Transaction Remote Release, a Tor-Inspired Proposed Change to Bitcoin Protocol for Anonymous Transactions
It’s well known that bitcoin transactions are not anonymous. Every transaction and the full transaction history of any bitcoin address are permanently recorded in the tamper-proof public blockchain and open to analysis. A bitcoin addresses isn’t explicitly associated to its owner, but blockchain network analysis can often de-anonymize bitcoin users.

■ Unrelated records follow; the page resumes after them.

//! Bulk-load versus streaming CSV read benchmarks.
//!
//! A run scans the input once for its shape, then reads it [`config::RUNS`]
//! times with each [`strategy::ReadStrategy`], measuring wall time, allocated
//! memory and process CPU time. Averages are printed and appended to a
//! results log for comparison across runs and runtimes.

pub mod analyze;
pub mod config;
pub mod errors;
pub mod generate;
pub mod io;
pub mod metadata;
pub mod observability;
pub mod report;
pub mod runner;
pub mod strategy;

pub use config::BenchConfig;
pub use errors::{BenchError, BenchResult};
pub use observability::{Measurement, ProcessSampler, ResourceSampler};
pub use report::{BenchmarkReport, BenchmarkResult};
pub use runner::execute_benchmark;
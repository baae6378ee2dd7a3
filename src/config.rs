use std::path::{Path, PathBuf};

/// Repetitions per read strategy. Both strategies always use the same count
/// so their averages stay comparable.
pub const RUNS: usize = 3;

/// Version of the compiler that built this binary, captured by `build.rs`.
pub const RUSTC_VERSION: &str = env!("CSVBENCH_RUSTC_VERSION");

/// Label recorded in the first column of every results row.
pub fn default_runtime_label() -> String {
    format!("Rust {}", RUSTC_VERSION)
}

#[derive(Debug, Clone, PartialEq)]
pub struct BenchConfig {
    pub input: PathBuf,
    pub results: PathBuf,
    pub runtime_label: String,
}

impl BenchConfig {
    pub fn new(input: impl Into<PathBuf>, results: impl Into<PathBuf>) -> Self {
        Self {
            input: input.into(),
            results: results.into(),
            runtime_label: default_runtime_label(),
        }
    }

    pub fn with_runtime_label(mut self, label: Option<String>) -> Self {
        if let Some(label) = label {
            self.runtime_label = label;
        }
        self
    }

    /// Final path component of the input, as written to the results log.
    pub fn input_base_name(&self) -> String {
        base_name(&self.input)
    }
}

pub fn base_name(path: &Path) -> String {
    path.file_name()
        .map(|name| name.to_string_lossy().into_owned())
        .unwrap_or_else(|| path.to_string_lossy().into_owned())
}
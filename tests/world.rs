//! The process runtime spawns copies of the running executable, so this binary holds exactly one
//! test and every copy runs it with the same arguments.
//!
//! Run with: cargo test --test world -- --ignored

use simple_pario::group::{Communicator, World};
use simple_pario::layout::{partitions, Layout};
use simple_pario::CommunicatorExt;

#[test]
#[ignore = "spawns worker processes"]
fn processes_agree_on_collectives() {
    let _ = env_logger::builder().is_test(true).try_init();
    let world = World::init(3).unwrap();
    let rank = world.rank();

    let ranks: Vec<usize> = world.all_gather(&rank).unwrap();
    assert_eq!(ranks, vec![0, 1, 2]);

    let gathered = world.gather_bytes(&[rank as u8; 2], 0).unwrap();
    if rank == 0 {
        assert_eq!(gathered, Some(vec![vec![0, 0], vec![1, 1], vec![2, 2]]));
    } else {
        assert_eq!(gathered, None);
    }

    let root_says: String = CommunicatorExt::broadcast(&world, &format!("from {rank}"), 2).unwrap();
    assert_eq!(root_says, "from 2");

    let layout = Layout::exchange(&world, rank as u64 + 1).unwrap();
    assert_eq!(layout, partitions(3, |r| r as i64 + 1).unwrap()[rank]);

    world.barrier().unwrap();
    world.finalize().unwrap();
}
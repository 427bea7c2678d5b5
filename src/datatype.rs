//! Element types of datasets and attributes.

use bytemuck::Pod;
use serde::{Deserialize, Serialize};
use std::fmt;

/// The type tag stored with every dataset and attribute.
#[derive(Debug, Clone, Copy, PartialEq, Eq, Hash, Serialize, Deserialize)]
pub enum DataType {
    Int8,
    Int16,
    Int32,
    Int64,
    UInt8,
    UInt16,
    UInt32,
    UInt64,
    Float32,
    Float64,
}

impl DataType {
    /// Size of one element in bytes.
    pub const fn size(self) -> usize {
        match self {
            DataType::Int8 | DataType::UInt8 => 1,
            DataType::Int16 | DataType::UInt16 => 2,
            DataType::Int32 | DataType::UInt32 | DataType::Float32 => 4,
            DataType::Int64 | DataType::UInt64 | DataType::Float64 => 8,
        }
    }
}

impl fmt::Display for DataType {
    fn fmt(&self, f: &mut fmt::Formatter<'_>) -> fmt::Result {
        let name = match self {
            DataType::Int8 => "int8",
            DataType::Int16 => "int16",
            DataType::Int32 => "int32",
            DataType::Int64 => "int64",
            DataType::UInt8 => "uint8",
            DataType::UInt16 => "uint16",
            DataType::UInt32 => "uint32",
            DataType::UInt64 => "uint64",
            DataType::Float32 => "float32",
            DataType::Float64 => "float64",
        };
        f.write_str(name)
    }
}

/// A fixed-width element that can be stored in a dataset.
///
/// Elements are plain old data, so buffers can be written to and read from the store as bytes.
pub trait Element: Pod {
    const DATA_TYPE: DataType;
}

macro_rules! impl_element {
    ($($t:ty => $dt:ident),* $(,)?) => {
        $(impl Element for $t {
            const DATA_TYPE: DataType = DataType::$dt;
        })*
    };
}

impl_element!(
    i8 => Int8,
    i16 => Int16,
    i32 => Int32,
    i64 => Int64,
    u8 => UInt8,
    u16 => UInt16,
    u32 => UInt32,
    u64 => UInt64,
    f32 => Float32,
    f64 => Float64,
);

#[cfg(test)]
mod tests {
    use super::*;

    #[test]
    fn tag_size_matches_rust_type() {
        fn check<T: Element>() {
            assert_eq!(T::DATA_TYPE.size(), std::mem::size_of::<T>());
        }
        check::<i8>();
        check::<i16>();
        check::<i32>();
        check::<i64>();
        check::<u8>();
        check::<u16>();
        check::<u32>();
        check::<u64>();
        check::<f32>();
        check::<f64>();
    }
}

Bitcoin Magazine recently reported that two companies, Chainalysis and Elliptic , sell sophisticated blockchain network analysis tools and services to trace bitcoin transactions back to their participants, and de-anonymize users. Such services often anger libertarian early adopters, but the direction of the evolutionary trend in the Bitcoin space is clear – governments and financial institutions are gradually warming up to blockchain technology as a means to achieve faster, cheaper and better recorded transactions, but consider privacy and anonymity as bugs that need to be fixed.
Recommended privacy practices, from simple measures such as using fresh Bitcoin addresses for new transactions to strong privacy measures such as dark wallets and mixing services, reduce the risk of being de-anonymized, but there are documented attack strategies that often permit identifying bitcoin users by IP. Using the Tor network provides additional privacy protection by masking the user’s IP, but ways to work around Tor privacy have been found.
Now two researchers from the ATR Defense Science & Technology Lab at Shenzhen University, in China, have published a white paper titled “Transaction Remote Release (TRR): A New Anonymization Technology for Bitcoin .” The researchers propose a new anonymization technology called Transaction Remote Release (TRR). Inspired by Tor, TRR is able to render several typical attack strategies ineffective. “Furthermore, the performance of encryption and decryption of TRR is good and the growth rate of the cipher is very limited,” say the researchers. “Hence, TRR is suited for practical applications.”
“In the Bitcoin protocol, the only way that the attackers can connect the Bitcoin address with an IP address is in the process of releasing and spreading a new transaction,” note the researchers. Therefore, they propose to encrypt the new transaction and obfuscate the source IP of the sender.
TRR is inspired by the idea of encryption and decryption layer by layer as used in Tor. A client encrypts a new transaction, layer by layer, using the public key from different TRR nodes. Then it establishes an independent connection to other TRR nodes, one by one, without using the spreading mechanism of the Bitcoin network.
When a TRR node receives data, it will decrypt it using its private key. Then it transmits the remaining data to the next node. When the last TRR node is reached, it will release the transaction to the Bitcoin network. Every node knows its previous node and next node. Only the client and the last node know the content of the transaction but the last node does not know the IP address of the client.
The researchers analyze several possible de-anonymization attack strategies, including Bitcoin protocol sniffers, the Sybil attack, Sybil attack plus entry nodes, fake Bitcoin nodes and fake TRR nodes attack, and conclude that TRR can help clients gain strong anonymity.
"In addition, the experiments show that the performance of the TRR multi-layered encryption and decryption algorithm is satisfactory in practice and the growth rate of cipher text is very limited,” note the researchers in the conclusion.
The researchers acknowledge that the current TRR proposal is vulnerable to DoS attacks based on fake TRR requests, and state that further research to eliminate this weakness is ongoing.
But another weakness is that implementing TRR would require changes to the Bitcoin protocol. That is a serious weakness, because it seems evident that, in the privacy-as-bug climate that is developing around Bitcoin, there is just no way modifications to Bitcoin Core explicitly aimed at anonymity could ever be accepted.
Therefore, it might make more sense to consider implementing TRR in a privacy-enhanced sidechain. The modifications to Bitcoin Core required for implementing sidechains are justified by general considerations much more acceptable from a mainstream perspective. Sidechain Elements , the first experimental code base for sidechains released by Blockstream, includes confidential transactions, and a sidechain implementation of TRR could be a workable way to sneak privacy in.
The popular website Daily Dot covered the TRR white paper and noted that TRR first emerged in 2014 during the development of DarkNetCoin, a niche cryptocurrency focused on anonymity. Unfortunately the conclusion of the Daily Dot article, “Bitcoin did not respond to a request for comment about TRR,” reveals that the mainstream press still has basic things to learn about Bitcoin.